Instructions for the task - Search the material for the word "StatusCode" and report each line where it turns up.

Task inputs -
//! Eco-spot listing routes.

use hyper::{Response, StatusCode};

use super::{json_response, ResponseBody};
use crate::database::ecospots as db;
use crate::error::ApiError;
use crate::server::AppState;

/// Public list of spots; the MVP client filters by proximity itself.
pub async fn nearby(state: &AppState) -> Result<Response<ResponseBody>, ApiError> {
    let spots = db::list_spots(&state.pool).await?;
    Ok(json_response(StatusCode::OK, &spots))
}
//! This module contains all database queries related to leaderboards.

use super::models::LeaderboardEntry;
use super::DbPool;
use crate::constants::{LEADERBOARD_DEFAULT_LIMIT, LEADERBOARD_MAX_LIMIT};
use crate::error::ApiError;

/// Which counter a leaderboard ranks by.
#[derive(Debug, Clone, Copy, PartialEq, Eq, Default)]
pub enum LeaderboardCategory {
    #[default]
    GreenPoints,
    Experience,
}

impl LeaderboardCategory {
    /// Parses the client's `category` query value. Unknown values fall back to
    /// Green Points, matching the original client contract.
    pub fn from_query(value: Option<&str>) -> Self {
        match value {
            Some("XP") => LeaderboardCategory::Experience,
            _ => LeaderboardCategory::GreenPoints,
        }
    }
}

/// Clamp a requested page size to something the database should serve.
pub fn clamp_limit(requested: Option<i64>) -> i64 {
    requested
        .unwrap_or(LEADERBOARD_DEFAULT_LIMIT)
        .clamp(1, LEADERBOARD_MAX_LIMIT)
}

/// Fetches the top users for a category, highest score first.
pub async fn top_users(
    pool: &DbPool,
    category: LeaderboardCategory,
    limit: i64,
) -> Result<Vec<LeaderboardEntry>, ApiError> {
    let sql = match category {
        LeaderboardCategory::GreenPoints => {
            "SELECT user_id, username, current_rank, avatar_id, green_points AS score \
             FROM users ORDER BY green_points DESC LIMIT $1"
        }
        LeaderboardCategory::Experience => {
            "SELECT user_id, username, current_rank, avatar_id, xp AS score \
             FROM users ORDER BY xp DESC LIMIT $1"
        }
    };
    let entries = sqlx::query_as::<_, LeaderboardEntry>(sql)
        .bind(limit)
        .fetch_all(pool)
        .await?;
    Ok(entries)
}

Response to this task -
use hyper::{Response, StatusCode};
    Ok(json_response(StatusCode::OK, &spots))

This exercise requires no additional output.